La musica italiana punta i riflettori su Macerata per la grande festa finale, iniziata da qualche giorno con i numerosi ospiti ed eventi, aperti al pubblico, de La Controra, la settimana di Musicultura, nel centro storico cittadino.

Quest’anno più che mai siamo orgogliosi di accogliere e presentare alla città e all’Italia la settimana finale di Musicultura, giunta al prestigioso traguardo delle 35 edizioni. Afferma l’assessore ai Grandi eventi Riccardo Sacchi Un programma davvero speciale, quello pensato dal direttore artistico e dal suo staff, che sa di regalo prezioso. Eterogeneo eppure perfettamente armonico: con incontri dedicati ai più piccoli e ai più adulti, allo sport, all’opera – con l’omaggio a Puccini e De Andrè – al cantautorato, agli addetti ai lavori, al giornalismo e ad una figura che abbiamo voluto fortemente omaggiare, Jimmy Fontana, maceratese famoso nel mondo, che porta Macerata fuori dai suoi confini. Il tutto è coronato dalla raffinata qualità delle serate finali allo Sferisterio, dove sarà la Musica (con la M maiuscola) a essere celebrata, grazie alla scoperta dei nuovi inventori di melodie e parole che ogni anno il Festival è capace di setacciare e dei grandi ospiti che avremo l’onore di accogliere. Grazie a Musicultura. Noi da maceratesi contraccambieremo con l’affetto che si deve ad un amico speciale con cui iniziamo nel migliore dei modi l’estate dei grandi eventi”.
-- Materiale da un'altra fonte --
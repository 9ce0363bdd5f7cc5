//! Citation formatting for answers built straight from search results.

use crate::types::RetrievedItem;

/// Answer given when the corpus has nothing for a request.
pub const NO_MATCHES_ANSWER: &str =
    "No matching documents were found in the corpus for this request.";

/// Render search results as a citation-annotated answer.
///
/// Each snippet is numbered in relevance order and followed by its source.
pub fn format_citations(items: &[RetrievedItem]) -> String {
    if items.is_empty() {
        return NO_MATCHES_ANSWER.to_string();
    }

    let mut output = String::new();
    for (i, item) in items.iter().enumerate() {
        if i > 0 {
            output.push_str("\n\n");
        }
        output.push_str(&format!("[{}] {}\n    Source: {}", i + 1, item.content.trim(), item.source));
    }

    output.push_str("\n\nSources: ");
    output.push_str(&unique_sources(items).join(", "));
    output
}

/// Distinct sources in first-seen order.
pub fn unique_sources(items: &[RetrievedItem]) -> Vec<&str> {
    let mut sources: Vec<&str> = Vec::new();
    for item in items {
        if !sources.contains(&item.source.as_str()) {
            sources.push(&item.source);
        }
    }
    sources
}
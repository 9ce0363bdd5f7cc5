//! Time limits for service calls.

use grounded_core::{AppError, AppResult};
use std::future::Future;
use std::time::Duration;

/// Await `fut` for at most `limit`; on expiry return `on_timeout(message)`.
pub(crate) async fn bounded<T, F>(
    limit: Duration,
    what: &str,
    on_timeout: fn(String) -> AppError,
    fut: F,
) -> AppResult<T>
where
    F: Future<Output = AppResult<T>>,
{
    match tokio::time::timeout(limit, fut).await {
        Ok(result) => result,
        Err(_) => Err(on_timeout(format!("{} timed out after {:?}", what, limit))),
    }
}
//! Query routing and the research-synthesis workflow.
//!
//! A [`Router`] sends factual lookups straight to the search service and
//! hands planning requests to the [`WorkflowEngine`], which runs the
//! research node and then the synthesis node over a write-once
//! [`WorkflowState`].

pub mod engine;
pub mod node;
pub mod research;
pub mod router;
pub mod state;
pub mod synthesis;
mod timeout;

#[cfg(test)]
mod tests;

pub use engine::{WorkflowEngine, WorkflowSettings};
pub use node::WorkflowNode;
pub use research::ResearchNode;
pub use router::{analyze, RouteAnalysis, Router, RoutingDecision};
pub use state::WorkflowState;
pub use synthesis::SynthesisNode;
pub use tokio_util::sync::CancellationToken;
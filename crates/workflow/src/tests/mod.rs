//! Deterministic doubles for the search and generation capabilities.

mod scenarios;

use crate::engine::{WorkflowEngine, WorkflowSettings};
use grounded_core::{AppError, AppResult};
use grounded_llm::Generator;
use grounded_prompt::{builtin_prompt, PromptDefinition, SYNTHESIS_PROMPT_ID};
use grounded_retrieval::{RetrievedItem, Retriever};
use std::sync::{Arc, Mutex};
use std::time::Duration;
use tokio_util::sync::CancellationToken;

/// Shared, ordered record of capability calls.
pub(crate) type CallLog = Arc<Mutex<Vec<String>>>;

pub(crate) fn call_log() -> CallLog {
    Arc::new(Mutex::new(Vec::new()))
}

pub(crate) fn calls(log: &CallLog) -> Vec<String> {
    log.lock().unwrap().clone()
}

pub(crate) struct FakeRetriever {
    items: Vec<RetrievedItem>,
    log: CallLog,
    failure: Option<String>,
    delay: Option<Duration>,
    cancel_on_search: Option<CancellationToken>,
}

impl FakeRetriever {
    pub(crate) fn new(items: Vec<RetrievedItem>, log: &CallLog) -> Self {
        Self {
            items,
            log: log.clone(),
            failure: None,
            delay: None,
            cancel_on_search: None,
        }
    }

    pub(crate) fn failing(message: &str, log: &CallLog) -> Self {
        let mut retriever = Self::new(Vec::new(), log);
        retriever.failure = Some(message.to_string());
        retriever
    }

    pub(crate) fn with_delay(mut self, delay: Duration) -> Self {
        self.delay = Some(delay);
        self
    }

    /// Cancel `token` while serving a search, as a caller hanging up mid-request would.
    pub(crate) fn cancelling(mut self, token: CancellationToken) -> Self {
        self.cancel_on_search = Some(token);
        self
    }
}

#[async_trait::async_trait]
impl Retriever for FakeRetriever {
    async fn search(&self, _query: &str, max_results: usize) -> AppResult<Vec<RetrievedItem>> {
        self.log.lock().unwrap().push(format!("search:{}", max_results));

        if let Some(delay) = self.delay {
            tokio::time::sleep(delay).await;
        }
        if let Some(ref token) = self.cancel_on_search {
            token.cancel();
        }
        if let Some(ref message) = self.failure {
            return Err(AppError::Retrieval(message.clone()));
        }

        Ok(self.items.iter().take(max_results).cloned().collect())
    }
}

type Reply = Box<dyn Fn(&str) -> AppResult<String> + Send + Sync>;

pub(crate) struct FakeGenerator {
    log: CallLog,
    prompts: Mutex<Vec<String>>,
    reply: Reply,
    delay: Option<Duration>,
}

impl FakeGenerator {
    pub(crate) fn new<F>(log: &CallLog, reply: F) -> Self
    where
        F: Fn(&str) -> AppResult<String> + Send + Sync + 'static,
    {
        Self {
            log: log.clone(),
            prompts: Mutex::new(Vec::new()),
            reply: Box::new(reply),
            delay: None,
        }
    }

    /// Answers by citing the first source in the prompt's research section.
    pub(crate) fn citing(log: &CallLog) -> Self {
        Self::new(log, |prompt| {
            let research = prompt.split("## Research").nth(1).unwrap_or_default();
            let cited = research
                .split("(source: ")
                .nth(1)
                .and_then(|rest| rest.split(')').next());
            Ok(match cited {
                Some(source) => format!("Proposal: shard the index per tenant [1] ({})", source),
                None => "Note: this proposal is not grounded in the corpus.".to_string(),
            })
        })
    }

    pub(crate) fn with_delay(mut self, delay: Duration) -> Self {
        self.delay = Some(delay);
        self
    }

    pub(crate) fn prompts(&self) -> Vec<String> {
        self.prompts.lock().unwrap().clone()
    }
}

#[async_trait::async_trait]
impl Generator for FakeGenerator {
    async fn generate(&self, prompt: &str) -> AppResult<String> {
        self.log.lock().unwrap().push("generate".to_string());
        self.prompts.lock().unwrap().push(prompt.to_string());

        if let Some(delay) = self.delay {
            tokio::time::sleep(delay).await;
        }

        (self.reply)(prompt)
    }
}

pub(crate) fn synthesis_prompt() -> PromptDefinition {
    builtin_prompt(SYNTHESIS_PROMPT_ID).unwrap().unwrap()
}

pub(crate) fn engine(retriever: FakeRetriever, generator: Arc<FakeGenerator>) -> WorkflowEngine {
    engine_with(retriever, generator, WorkflowSettings::default())
}

pub(crate) fn engine_with(
    retriever: FakeRetriever,
    generator: Arc<FakeGenerator>,
    settings: WorkflowSettings,
) -> WorkflowEngine {
    WorkflowEngine::new(Arc::new(retriever), generator, synthesis_prompt(), settings)
}

/// `count` numbered items spread over three sources.
pub(crate) fn research_items(count: usize) -> Vec<RetrievedItem> {
    (1..=count)
        .map(|i| {
            RetrievedItem::new(
                format!("Finding {} about search platform scaling.", i),
                format!("design-note-{}.md", i % 3),
            )
            .with_score(1.0 / i as f32)
        })
        .collect()
}
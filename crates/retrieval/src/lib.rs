//! Retrieval crate for Grounded.
//!
//! Provides:
//! - The [`Retriever`] search capability and its HTTP implementation
//! - Citation formatting for direct answers
//! - Corpus JSONL reading and idempotent, hash-checked upload

pub mod corpus;
pub mod format;
pub mod http;
pub mod retriever;
pub mod types;

pub use corpus::{corpus_hash, read_corpus, CorpusSink, CorpusUploader, Fingerprint, UploadOutcome};
pub use format::{format_citations, unique_sources, NO_MATCHES_ANSWER};
pub use http::HttpSearchClient;
pub use retriever::{check_search_args, Retriever};
pub use types::{CorpusRecord, RetrievedItem};
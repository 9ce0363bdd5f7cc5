//! Grounded Core Library
//!
//! Foundational utilities shared by every Grounded crate:
//! - Error handling (`AppError`, `AppResult`, `ErrorKind`)
//! - Logging infrastructure
//! - Configuration management

pub mod config;
pub mod error;
pub mod logging;

// Re-export commonly used types
pub use config::AppConfig;
pub use error::{AppError, AppResult, ErrorKind};
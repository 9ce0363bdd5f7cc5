//! Configuration management for Grounded.
//!
//! Sources, lowest precedence first:
//! - Built-in defaults
//! - Config file (`.grounded/config.yaml`)
//! - Environment variables (`GROUNDED_*`)
//! - Command-line flags
//!
//! Credentials are never stored in the file; it only names the environment
//! variables that hold them.

use serde::{Deserialize, Serialize};
use std::collections::HashMap;
use std::path::{Path, PathBuf};

use crate::error::{AppError, AppResult};

/// Main application configuration.
#[derive(Debug, Clone, Serialize, Deserialize)]
pub struct AppConfig {
    /// Path to the workspace root (contains .grounded/)
    pub workspace: PathBuf,

    /// Optional config file path
    pub config_file: Option<PathBuf>,

    /// Active LLM provider ("ollama", "openai")
    pub provider: String,

    /// Default model identifier
    pub model: String,

    /// API key for the LLM provider
    pub api_key: Option<String>,

    /// Log level override
    pub log_level: Option<String>,

    /// Verbose mode (enables debug logging)
    pub verbose: bool,

    /// Disable colored output
    pub no_color: bool,

    /// LLM provider configurations
    pub llm: Option<LlmConfig>,

    /// External search service settings
    pub search: SearchConfig,

    /// Workflow tuning
    pub workflow: WorkflowConfig,

    /// Router tuning
    pub routing: RoutingConfig,
}

/// LLM configuration from config.yaml.
#[derive(Debug, Clone, Serialize, Deserialize)]
pub struct LlmConfig {
    #[serde(rename = "activeProvider")]
    pub active_provider: String,

    pub providers: HashMap<String, ProviderConfig>,
}

/// Provider-specific configuration.
#[derive(Debug, Clone, Serialize, Deserialize)]
#[serde(untagged)]
pub enum ProviderConfig {
    OpenAI {
        #[serde(rename = "apiKeyEnv")]
        api_key_env: String,
        model: String,
        endpoint: Option<String>,
    },
    Ollama {
        endpoint: String,
        model: String,
        timeout: Option<u64>,
    },
}

impl ProviderConfig {
    /// Model configured for this provider.
    pub fn model(&self) -> &str {
        match self {
            ProviderConfig::OpenAI { model, .. } => model,
            ProviderConfig::Ollama { model, .. } => model,
        }
    }

    /// Endpoint override, if any.
    pub fn endpoint(&self) -> Option<&str> {
        match self {
            ProviderConfig::OpenAI { endpoint, .. } => endpoint.as_deref(),
            ProviderConfig::Ollama { endpoint, .. } => Some(endpoint.as_str()),
        }
    }
}

/// External search service settings.
#[derive(Debug, Clone, Serialize, Deserialize)]
#[serde(rename_all = "camelCase")]
pub struct SearchConfig {
    /// Base URL of the search service
    pub endpoint: String,

    /// Environment variable holding the bearer token, if the service needs one
    #[serde(default)]
    pub api_key_env: Option<String>,

    /// Upload batch size for corpus ingestion
    #[serde(default = "default_upload_batch_size")]
    pub upload_batch_size: usize,
}

fn default_upload_batch_size() -> usize {
    100
}

impl Default for SearchConfig {
    fn default() -> Self {
        Self {
            endpoint: "http://localhost:8080".to_string(),
            api_key_env: None,
            upload_batch_size: default_upload_batch_size(),
        }
    }
}

/// Workflow tuning knobs.
#[derive(Debug, Clone, Serialize, Deserialize)]
#[serde(rename_all = "camelCase", default)]
pub struct WorkflowConfig {
    /// Result count for the single-hop direct path
    pub direct_max_results: usize,

    /// Result count for the research node
    pub research_max_results: usize,

    /// Bound on each search call, in seconds
    pub retrieval_timeout_secs: u64,

    /// Bound on each generation call, in seconds
    pub generation_timeout_secs: u64,

    /// Prompts longer than this are rejected before reaching the model
    pub max_prompt_chars: usize,

    /// Sampling temperature for synthesis
    pub temperature: Option<f32>,

    /// Token ceiling for synthesis
    pub max_tokens: Option<u32>,

    /// Prompt definition used by the synthesis node
    pub prompt_id: String,
}

impl Default for WorkflowConfig {
    fn default() -> Self {
        Self {
            direct_max_results: 3,
            research_max_results: 10,
            retrieval_timeout_secs: 30,
            generation_timeout_secs: 120,
            max_prompt_chars: 200_000,
            temperature: Some(0.3),
            max_tokens: Some(2048),
            prompt_id: "workflow.synthesis.default".to_string(),
        }
    }
}

/// Router tuning.
#[derive(Debug, Clone, Default, Serialize, Deserialize)]
#[serde(rename_all = "camelCase", default)]
pub struct RoutingConfig {
    /// Extra phrases that mark a request as planning/synthesis work
    pub extra_workflow_indicators: Vec<String>,
}

/// Full configuration file structure.
#[derive(Debug, Clone, Serialize, Deserialize)]
struct ConfigFile {
    llm: Option<LlmConfig>,
    search: Option<SearchConfig>,
    workflow: Option<WorkflowConfig>,
    routing: Option<RoutingConfig>,
    workspace: Option<WorkspaceConfig>,
    logging: Option<LoggingConfig>,
}

#[derive(Debug, Clone, Serialize, Deserialize)]
struct WorkspaceConfig {
    path: Option<String>,
}

#[derive(Debug, Clone, Serialize, Deserialize)]
struct LoggingConfig {
    level: Option<String>,
    color: Option<bool>,
}

const KNOWN_PROVIDERS: [&str; 2] = ["ollama", "openai"];

impl Default for AppConfig {
    fn default() -> Self {
        Self {
            workspace: std::env::current_dir().unwrap_or_else(|_| PathBuf::from(".")),
            config_file: None,
            provider: "ollama".to_string(),
            model: "llama3.2".to_string(),
            api_key: None,
            log_level: None,
            verbose: false,
            no_color: false,
            llm: None,
            search: SearchConfig::default(),
            workflow: WorkflowConfig::default(),
            routing: RoutingConfig::default(),
        }
    }
}

impl AppConfig {
    /// Load configuration from defaults, the config file and environment.
    ///
    /// Environment variables:
    /// - `GROUNDED_WORKSPACE`: Override workspace path
    /// - `GROUNDED_CONFIG`: Path to config file
    /// - `GROUNDED_PROVIDER`: LLM provider
    /// - `GROUNDED_MODEL`: Model identifier
    /// - `GROUNDED_API_KEY`: API key
    /// - `GROUNDED_SEARCH_ENDPOINT`: Search service base URL
    /// - `RUST_LOG`: Log level
    /// - `NO_COLOR`: Disable colored output
    pub fn load() -> AppResult<Self> {
        let mut config = Self::default();

        if let Ok(workspace) = std::env::var("GROUNDED_WORKSPACE") {
            config.workspace = PathBuf::from(workspace);
        }

        if let Ok(config_file) = std::env::var("GROUNDED_CONFIG") {
            config.config_file = Some(PathBuf::from(config_file));
        }

        if !config.workspace.exists() {
            return Err(AppError::Config(format!(
                "Workspace directory does not exist: {:?}",
                config.workspace
            )));
        }

        let config_path = config
            .config_file
            .clone()
            .unwrap_or_else(|| config.grounded_dir().join("config.yaml"));

        if config_path.exists() {
            config = config.merge_yaml(&config_path)?;
        }

        // Environment variables override YAML config
        if let Ok(provider) = std::env::var("GROUNDED_PROVIDER") {
            config.provider = provider;
        }

        if let Ok(model) = std::env::var("GROUNDED_MODEL") {
            config.model = model;
        }

        if let Ok(endpoint) = std::env::var("GROUNDED_SEARCH_ENDPOINT") {
            config.search.endpoint = endpoint;
        }

        config.api_key = std::env::var("GROUNDED_API_KEY").ok();

        if let Ok(level) = std::env::var("RUST_LOG") {
            config.log_level = Some(level);
        }

        if std::env::var("NO_COLOR").is_ok() {
            config.no_color = true;
        }

        Ok(config)
    }

    /// Merge a YAML configuration file into this config.
    fn merge_yaml(&self, path: &Path) -> AppResult<Self> {
        let contents = std::fs::read_to_string(path).map_err(|e| {
            AppError::Config(format!("Failed to read config file {:?}: {}", path, e))
        })?;

        self.merge_yaml_str(&contents)
            .map_err(|e| AppError::Config(format!("Failed to parse config file {:?}: {}", path, e)))
    }

    fn merge_yaml_str(&self, contents: &str) -> Result<Self, serde_yaml::Error> {
        let config_file: ConfigFile = serde_yaml::from_str(contents)?;

        let mut result = self.clone();

        if let Some(path) = config_file.workspace.and_then(|ws| ws.path) {
            result.workspace = PathBuf::from(path);
        }

        if let Some(logging) = config_file.logging {
            if let Some(level) = logging.level {
                result.log_level = Some(level);
            }
            if let Some(color) = logging.color {
                result.no_color = !color;
            }
        }

        if let Some(search) = config_file.search {
            result.search = search;
        }

        if let Some(workflow) = config_file.workflow {
            result.workflow = workflow;
        }

        if let Some(routing) = config_file.routing {
            result.routing = routing;
        }

        if let Some(llm) = config_file.llm {
            result.provider = llm.active_provider.clone();
            if let Some(provider_config) = llm.providers.get(&llm.active_provider) {
                result.model = provider_config.model().to_string();
            }
            result.llm = Some(llm);
        }

        Ok(result)
    }

    /// Apply CLI overrides to the configuration.
    #[allow(clippy::too_many_arguments)]
    pub fn with_overrides(
        mut self,
        workspace: Option<PathBuf>,
        config_file: Option<PathBuf>,
        provider: Option<String>,
        model: Option<String>,
        search_endpoint: Option<String>,
        log_level: Option<String>,
        verbose: bool,
        no_color: bool,
    ) -> Self {
        if let Some(workspace) = workspace {
            self.workspace = workspace;
        }

        if let Some(config_file) = config_file {
            self.config_file = Some(config_file);
        }

        if let Some(provider) = provider {
            self.provider = provider;
        }

        if let Some(model) = model {
            self.model = model;
        }

        if let Some(endpoint) = search_endpoint {
            self.search.endpoint = endpoint;
        }

        if let Some(log_level) = log_level {
            self.log_level = Some(log_level);
        }

        if verbose {
            self.verbose = true;
            if self.log_level.is_none() {
                self.log_level = Some("debug".to_string());
            }
        }

        if no_color {
            self.no_color = true;
        }

        self
    }

    /// Get the path to the .grounded directory.
    pub fn grounded_dir(&self) -> PathBuf {
        self.workspace.join(".grounded")
    }

    /// Ensure the .grounded directory exists.
    pub fn ensure_grounded_dir(&self) -> AppResult<()> {
        let dir = self.grounded_dir();
        if !dir.exists() {
            std::fs::create_dir_all(&dir).map_err(|e| {
                AppError::Config(format!("Failed to create .grounded directory: {}", e))
            })?;
        }
        Ok(())
    }

    /// Get a provider's configuration block, if one was configured.
    pub fn get_provider_config(&self, provider: &str) -> Option<&ProviderConfig> {
        self.llm.as_ref().and_then(|llm| llm.providers.get(provider))
    }

    /// Endpoint configured for a provider, if any.
    pub fn provider_endpoint(&self, provider: &str) -> Option<String> {
        self.get_provider_config(provider)
            .and_then(|pc| pc.endpoint())
            .map(str::to_string)
    }

    /// Resolve the LLM API key: `GROUNDED_API_KEY` first, then the provider's env var.
    pub fn resolve_api_key(&self, provider: &str) -> Option<String> {
        if let Some(ref key) = self.api_key {
            return Some(key.clone());
        }

        match self.get_provider_config(provider) {
            Some(ProviderConfig::OpenAI { api_key_env, .. }) => std::env::var(api_key_env).ok(),
            _ => None,
        }
    }

    /// Resolve the search service bearer token, if one is configured.
    pub fn resolve_search_api_key(&self) -> Option<String> {
        self.search
            .api_key_env
            .as_ref()
            .and_then(|var| std::env::var(var).ok())
    }

    /// Validate configuration for the active provider and the workflow knobs.
    pub fn validate(&self) -> AppResult<()> {
        let provider = self.provider.to_lowercase();

        if !KNOWN_PROVIDERS.contains(&provider.as_str()) {
            return Err(AppError::Config(format!(
                "Unknown provider: {}. Supported: {}",
                self.provider,
                KNOWN_PROVIDERS.join(", ")
            )));
        }

        if let Some(ProviderConfig::OpenAI { api_key_env, .. }) =
            self.get_provider_config(&self.provider)
        {
            if self.api_key.is_none() && std::env::var(api_key_env).is_err() {
                return Err(AppError::Config(format!(
                    "API key not found in environment variable: {}",
                    api_key_env
                )));
            }
        }

        if self.search.endpoint.trim().is_empty() {
            return Err(AppError::Config(
                "Search endpoint cannot be empty".to_string(),
            ));
        }

        let wf = &self.workflow;
        if wf.direct_max_results == 0 || wf.research_max_results == 0 {
            return Err(AppError::Config(
                "Result counts must be at least 1".to_string(),
            ));
        }

        if wf.research_max_results < wf.direct_max_results {
            tracing::warn!(
                "researchMaxResults ({}) is smaller than directMaxResults ({})",
                wf.research_max_results,
                wf.direct_max_results
            );
        }

        if wf.retrieval_timeout_secs == 0 || wf.generation_timeout_secs == 0 {
            return Err(AppError::Config("Timeouts must be non-zero".to_string()));
        }

        Ok(())
    }
}
//! Prompt types for Grounded.
//!
//! This module defines the domain entities for the prompt system.

use serde::{Deserialize, Serialize};

/// A prompt definition loaded from YAML.
#[derive(Debug, Clone, Serialize, Deserialize)]
pub struct PromptDefinition {
    /// Unique prompt identifier
    pub id: String,

    /// Human-readable title
    pub title: String,

    /// API version for schema evolution
    #[serde(rename = "apiVersion")]
    pub api_version: String,

    /// Creator identifier
    #[serde(rename = "createdBy", default)]
    pub created_by: String,

    /// Behavioral settings
    pub behavior: PromptBehavior,

    /// Role instruction placed at the top of the prompt
    pub persona: String,

    /// Replaces the research section when retrieval found nothing
    #[serde(rename = "noResearchNotice")]
    pub no_research_notice: String,

    /// Template string with Handlebars syntax
    pub template: String,

    /// Output specification
    pub output: PromptOutputSpec,
}

/// Behavioral settings for prompt execution.
#[derive(Debug, Clone, Serialize, Deserialize)]
pub struct PromptBehavior {
    /// Tone (e.g., "professional", "technical")
    pub tone: String,

    /// Style (e.g., "concise", "detailed")
    pub style: String,
}

/// Output specification for the prompt.
#[derive(Debug, Clone, Serialize, Deserialize)]
pub struct PromptOutputSpec {
    /// Output format (e.g., "text", "markdown")
    pub format: String,
}

/// A fully built prompt ready for the generator.
#[derive(Debug, Clone, Serialize, Deserialize)]
pub struct BuiltPrompt {
    /// Rendered prompt text
    pub text: String,

    /// Metadata about the built prompt
    pub metadata: BuiltPromptMetadata,
}

/// Metadata about a built prompt.
#[derive(Debug, Clone, Serialize, Deserialize)]
pub struct BuiltPromptMetadata {
    /// Source prompt ID
    #[serde(rename = "sourcePromptId")]
    pub source_prompt_id: String,

    /// Number of research entries rendered into the prompt
    #[serde(rename = "researchItems")]
    pub research_items: usize,

    /// False when the no-research notice stood in for the research section
    pub grounded: bool,
}

#[cfg(test)]
mod tests {
    use super::*;

    #[test]
    fn test_prompt_definition_deserialization() {
        let yaml = r#"
id: test.prompt
title: Test Prompt
apiVersion: "1.0"
createdBy: test
behavior:
  tone: professional
  style: concise
persona: "You are a reviewer."
noResearchNotice: "Nothing found."
template: "{{persona}} {{request}} {{research}}"
output:
  format: markdown
"#;

        let def: PromptDefinition = serde_yaml::from_str(yaml).unwrap();
        assert_eq!(def.id, "test.prompt");
        assert_eq!(def.behavior.tone, "professional");
        assert_eq!(def.persona, "You are a reviewer.");
        assert_eq!(def.no_research_notice, "Nothing found.");
    }

    #[test]
    fn test_missing_persona_is_rejected() {
        let yaml = r#"
id: test.prompt
title: Test Prompt
apiVersion: "1.0"
behavior:
  tone: professional
  style: concise
noResearchNotice: "Nothing found."
template: "{{request}} {{research}}"
output:
  format: markdown
"#;

        assert!(serde_yaml::from_str::<PromptDefinition>(yaml).is_err());
    }
}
Questa sera, alle ore 21,15 in Piazza della Libertà, i Vincitori di Musicultura si esibiranno con le loro canzoni nel tradizionale e attesissimo Concerto dei Vincitori condotto da John Vignola di Rai Radio 1. Ospite speciale Luigi Fontana che offrirà un omaggio musicale al padre Jimmy nella giornata dedicata al grande artista maceratese “Macerata ricorda Jimmy Fontana”.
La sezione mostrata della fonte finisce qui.